The apparent trigger for Gibson’s decision to cancel the performances came in a Sunday afternoon telephone call from “Melody Jones” co-writer and actor Dan Gerrity. According to Gerrity, he called to request that Gibson set up a wait list for the evening’s sold-out performance, in case the weather deterred some of the ticket holders from showing up. Because it was the last performance of the show, he hoped that cast members would be able to obtain free tickets for guests. But Gibson arbitrarily decided to close the show instead, Gerrity said.
Gibson asserted that Gerrity demanded the comps and threatened to make a speech lambasting Gibson to the audience. Gerrity denied this, saying that Gibson was “yelling and screaming” so much that he didn’t get a chance to say anything else.
At any rate, the telephone call was just the latest in a series of similar altercations, according to all of the involved parties.
Many of the charges and counter-charges revolve around questions of who was responsible for canceling or trying to cancel various earlier performances, for the absence of understudies in those cases, and for the tone of the exchanges between the disputants.

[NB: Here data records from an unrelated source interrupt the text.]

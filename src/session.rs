//! One estimator and one classifier driven together, frame by frame.

use serde::{Deserialize, Serialize};
use tracing::info;

use crate::classifier::{Classification, ClassifierConfig, VowelClassifier};
use crate::estimator::{Estimation, EstimatorConfig, FormantEstimator};
use crate::history::History;
use crate::types::{FormantEstimate, SignalLevel, SpectrumFrame};
use crate::vowels::{VowelPrototype, FRENCH_VOWELS};

#[derive(Debug, Clone, Copy, Default, PartialEq, Serialize, Deserialize)]
#[serde(default)]
pub struct SessionConfig {
    pub estimator: EstimatorConfig,
    pub classifier: ClassifierConfig,
}

impl SessionConfig {
    /// Live microphone settings: five-point history with time-based fading.
    pub fn live() -> Self {
        Self::default()
    }

    /// Offline settings keeping up to `capacity` points.
    pub fn batch(capacity: usize) -> Self {
        Self {
            classifier: ClassifierConfig::batch(capacity),
            ..Self::default()
        }
    }

    /// Parses a JSON document; missing fields take their defaults.
    pub fn from_json_str(json: &str) -> crate::Result<Self> {
        let config: Self = serde_json::from_str(json)?;
        config.validate()?;
        Ok(config)
    }

    pub fn to_json_string(&self) -> crate::Result<String> {
        Ok(serde_json::to_string_pretty(self)?)
    }

    pub fn validate(&self) -> crate::Result<()> {
        self.estimator.validate()?;
        self.classifier.validate()
    }
}

/// Everything a renderer needs after one frame.
#[derive(Debug, Clone, Copy, PartialEq)]
pub struct FrameReport {
    pub estimation: Estimation,
    /// `false` when the estimate fell outside the chart domain.
    pub accepted: bool,
    pub classification: Classification,
}

impl FrameReport {
    pub fn formants(&self) -> Option<FormantEstimate> {
        self.estimation.formants()
    }
}

pub struct Session {
    config: SessionConfig,
    prototypes: &'static [VowelPrototype],
    estimator: FormantEstimator,
    classifier: VowelClassifier,
}

impl Session {
    pub fn new(config: SessionConfig) -> crate::Result<Self> {
        Self::with_prototypes(config, &FRENCH_VOWELS)
    }

    pub fn with_prototypes(
        config: SessionConfig,
        prototypes: &'static [VowelPrototype],
    ) -> crate::Result<Self> {
        config.validate()?;
        let estimator = FormantEstimator::new(config.estimator)?;
        let classifier = VowelClassifier::new(config.classifier, prototypes)?;
        info!(
            "[session] started: {} Hz, smoothing {}, history capacity {}",
            config.estimator.sample_rate, config.estimator.smoothing_factor, config.classifier.capacity
        );
        Ok(Self {
            config,
            prototypes,
            estimator,
            classifier,
        })
    }

    pub fn config(&self) -> &SessionConfig {
        &self.config
    }

    pub fn estimator(&self) -> &FormantEstimator {
        &self.estimator
    }

    pub fn classifier(&self) -> &VowelClassifier {
        &self.classifier
    }

    pub fn classifier_mut(&mut self) -> &mut VowelClassifier {
        &mut self.classifier
    }

    pub fn history(&self) -> &History {
        self.classifier.history()
    }

    /// Estimates formants for `frame`, records them on the chart and classifies.
    ///
    /// Frames without an estimate leave the history alone, so the report then
    /// carries the classification of the last accepted point.
    pub fn process(&mut self, frame: &SpectrumFrame, level: SignalLevel) -> FrameReport {
        let estimation = self.estimator.analyze(frame, level);
        let accepted = match estimation.formants() {
            Some(f) => self.classifier.add_point(f.f1, f.f2, None),
            None => false,
        };
        FrameReport {
            estimation,
            accepted,
            classification: self.classifier.classify(),
        }
    }

    /// Drops chart history but keeps the estimator's smoothing state.
    pub fn clear_history(&mut self) {
        self.classifier.clear();
    }

    /// Starts over with a fresh estimator and classifier.
    pub fn restart(&mut self) -> crate::Result<()> {
        *self = Self::with_prototypes(self.config, self.prototypes)?;
        info!("[session] restarted");
        Ok(())
    }
}
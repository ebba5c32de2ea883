pub(crate) mod smoother;

use serde::Serialize;

pub use smoother::FormantSmoother;

/// Last smoothed values per axis. `None` means no prior value this session.
#[derive(Debug, Clone, Copy, Default, PartialEq, Serialize)]
pub struct SmoothingState {
    pub f1: Option<f64>,
    pub f2: Option<f64>,
}

impl SmoothingState {
    pub fn is_empty(&self) -> bool {
        self.f1.is_none() && self.f2.is_none()
    }
}
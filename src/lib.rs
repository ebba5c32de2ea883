//! Formant estimation and vowel-chart classification.
//!
//! A [`FormantEstimator`] turns one magnitude spectrum into a smoothed
//! (F1, F2) pair. A [`VowelClassifier`] keeps a short history of those pairs
//! on a vowel chart and reports the nearest reference vowel. [`Session`] wires
//! the two together per frame.
//!
//! ```
//! use formant_chart::{Session, SessionConfig, SignalLevel, SpectrumFrame};
//!
//! let mut session = Session::new(SessionConfig::live()).unwrap();
//! let frame = SpectrumFrame::decibels(vec![-100.0; 1024], 44_100.0);
//! let report = session.process(&frame, SignalLevel::of_frame(&frame));
//! assert!(report.formants().is_none());
//! ```

pub mod chart;
pub mod classifier;
pub mod estimator;
pub mod history;
pub mod peaks;
pub mod processing;
pub mod recording;
pub mod session;
pub mod telemetry;
pub mod tracking;
pub mod types;
pub mod vowels;

pub use chart::{ChartGeometry, PrototypeLayout};
pub use classifier::{Classification, ClassifierConfig, NearestVowel, VowelClassifier};
pub use estimator::{Estimation, EstimatorConfig, FormantEstimator, GateConfig, Normalization};
pub use history::{History, HistoryPoint, PointWeight};
pub use recording::{analyze_recording, FormantTrack, RecordingConfig, TrackPoint};
pub use session::{FrameReport, Session, SessionConfig};
pub use tracking::SmoothingState;
pub use types::{FormantEstimate, FrequencyRange, MagnitudeUnits, SignalLevel, SpectrumFrame};
pub use vowels::{VowelPrototype, FRENCH_VOWELS};

/// Errors returned when building estimators, classifiers and sessions.
#[derive(Debug, thiserror::Error)]
pub enum Error {
    #[error("invalid configuration: {0}")]
    InvalidConfiguration(String),

    #[error("invalid recording: {0}")]
    InvalidRecording(String),

    #[error("config parse error: {0}")]
    Config(#[from] serde_json::Error),
}

pub type Result<T> = std::result::Result<T, Error>;

pub(crate) fn invalid(msg: impl Into<String>) -> Error {
    Error::InvalidConfiguration(msg.into())
}
use tracing_subscriber::{fmt, prelude::*, EnvFilter};

/// Installs the global subscriber. Colored text by default, JSON lines when
/// `LOG_FORMAT=json`. `RUST_LOG` overrides the default `eye_detector=info`.
pub fn init_tracing() -> anyhow::Result<()> {
    let use_json = std::env::var("LOG_FORMAT")
        .map(|v| v.eq_ignore_ascii_case("json"))
        .unwrap_or(false);

    let env_filter = EnvFilter::try_from_default_env()
        .or_else(|_| EnvFilter::try_new("eye_detector=info,z_eyes=info"))?;

    if use_json {
        tracing_subscriber::registry()
            .with(fmt::layer().json())
            .with(env_filter)
            .try_init()?;
    } else {
        tracing_subscriber::registry()
            .with(fmt::layer().with_ansi(true).with_target(true))
            .with(env_filter)
            .try_init()?;
    }
    Ok(())
}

Although most of Gibson’s accusations were directed at the “Melody Jones” company, she didn’t completely absolve the “Dunbar” company, members of which responded that Gibson had failed to properly register their show under Equity’s 99-Seat Plan. The plan governs payment schedules and working conditions for Equity members. An Equity official confirmed that there was a problem, but Gibson cited misunderstandings among her staff.
Cast members for both shows will be paid for the entire weekend, Gibson said. And audience members whose ticket orders were processed will receive refunds.